Year 198 BC was a year of the pre-Julian Roman calendar. At the time it was known as the Year of the Consulship of Catus and Flamininus (or, less frequently, year 556 Ab urbe condita). The denomination 198 BC for this year has been used since the early medieval period, when the Anno Domini calendar era became the prevalent method in Europe for naming years.

Events 
 By place 

 Roman Republic 
 After his election to the consulship, Titus Quinctius Flamininus is chosen to replace Publius Sulpicius Galba Maximus as the leading Roman general in Macedonia. He then crosses into Macedonia with his army. Flamininus realizes that future peace depends on breaking the power of king Philip V of Macedon, not merely humbling him. He secures the backing of the Achaean League and then opens peace negotiations with Philip at Nicaea in Locris. Though peace proposals are submitted to the Roman Senate, the talks break down, and fighting resumes.
 Titus Quinctius Flamininus' forces manage to push Philip V out of most of Greece, except for a few fortresses. He then defeats Philip V in the Battle of the Aous, near modern Tepelenë in Albania.

 Seleucid Empire 
 The Battle of Panium is fought between Seleucid forces led by Antiochus III and Ptolemaic forces led by Scopas of Aetolia. The Seleucids win the battle which allows Antiochus III to obtain entire possession of Palestine and Coele-Syria from King Ptolemy V of Egypt. Though the Romans send ambassadors to Ptolemy V, they are unable to lend him any serious assistance against Antiochus III.
 In the resulting peace, Antiochus III agrees to give his daughter Cleopatra in marriage to Ptolemy V.

 China 
 Following the defeat of the Han at the hands of Modu Chanyu of the Xiongnu at Baideng in 200 BC, courtier Liu Jing (劉敬) is dispatched by Han emperor Gaozu for negotiations.
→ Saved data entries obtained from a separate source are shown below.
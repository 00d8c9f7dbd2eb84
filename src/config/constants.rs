//! Configuration constants.
//!
//! Timeouts, size limits and defaults shared by the extractors, the classifier
//! client and the history store.

// HTTP fetch of the scanned page
/// TCP connect timeout for the page fetch, in seconds
pub const FETCH_CONNECT_TIMEOUT_SECS: u64 = 15;
/// Read timeout for the page fetch, in seconds
pub const FETCH_READ_TIMEOUT_SECS: u64 = 15;

/// Identifying User-Agent sent with every page fetch.
///
/// The scanner does not try to pass as a browser; sites that block it simply
/// show up as a failed or unusual HTTP signal in the feature record.
pub const DEFAULT_USER_AGENT: &str = "PikePhish/1.0 (+https://github.com/pikephish)";

// Network operation timeouts
/// DNS query timeout in seconds (per attempt)
/// Most DNS queries complete in <1s, 3s fails fast on unresponsive servers
pub const DNS_TIMEOUT_SECS: u64 = 3;
/// DNS attempts per query
pub const DNS_ATTEMPTS: usize = 2;
/// Outer guard around a whole DNS lookup (address or MX), in seconds
/// Covers both resolver attempts plus scheduling slack
pub const DNS_LOOKUP_GUARD_SECS: u64 = 8;
/// TCP connection timeout for the certificate inspection, in seconds
pub const TCP_CONNECT_TIMEOUT_SECS: u64 = 5;
/// TLS handshake timeout for the certificate inspection, in seconds
pub const TLS_HANDSHAKE_TIMEOUT_SECS: u64 = 5;
/// Port used for certificate inspection
pub const TLS_PORT: u16 = 443;

// Classifier
/// Default base URL of the classification service
pub const DEFAULT_CLASSIFIER_URL: &str = "http://127.0.0.1:8000/";
/// Endpoint (relative to the base URL) receiving feature records
pub const CLASSIFIER_PREDICT_PATH: &str = "predict";
/// Classifier connect/read/write timeout in seconds
pub const CLASSIFIER_TIMEOUT_SECS: u64 = 30;

// Response and body size limits
/// Maximum response body size in bytes (2MB)
/// Bodies are truncated at this size before HTML analysis
pub const MAX_RESPONSE_BODY_SIZE: usize = 2 * 1024 * 1024;

// Redirect handling
/// Maximum number of redirect hops to follow
pub const MAX_REDIRECT_HOPS: usize = 10;

// History store
/// Default SQLite database path
pub const DB_PATH: &str = "./pikephish.db";
/// Number of history records kept after each successful check
pub const DEFAULT_HISTORY_LIMIT: u32 = 15;
/// Upper bound accepted for `history_limit`
pub const MAX_HISTORY_LIMIT: u32 = 1000;

// Passive observation
/// Default number of background checks in flight at once
pub const DEFAULT_MAX_CONCURRENCY: usize = 8;
/// Upper bound accepted for `max_concurrency`
pub const MAX_CONCURRENCY_LIMIT: usize = 256;

/// Explanation attached to cached verdicts that carried no reason of their own
pub const FROM_CACHE_REASON: &str = "from cache";
/// Explanation attached to verdicts short-circuited by the whitelist
pub const TRUSTED_DOMAIN_REASON: &str = "trusted domain";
The peace settlement eventually reached between the parties includes a Han princess given in marriage to the chanyu (called heqin 和親 or "harmonious kinship"); periodic tribute of silk, liquor and rice to the Xiongnu; equal status between the states; and the Great Wall as mutual border. This treaty sets the pattern for relations between the Han and the Xiongnu for some sixty years.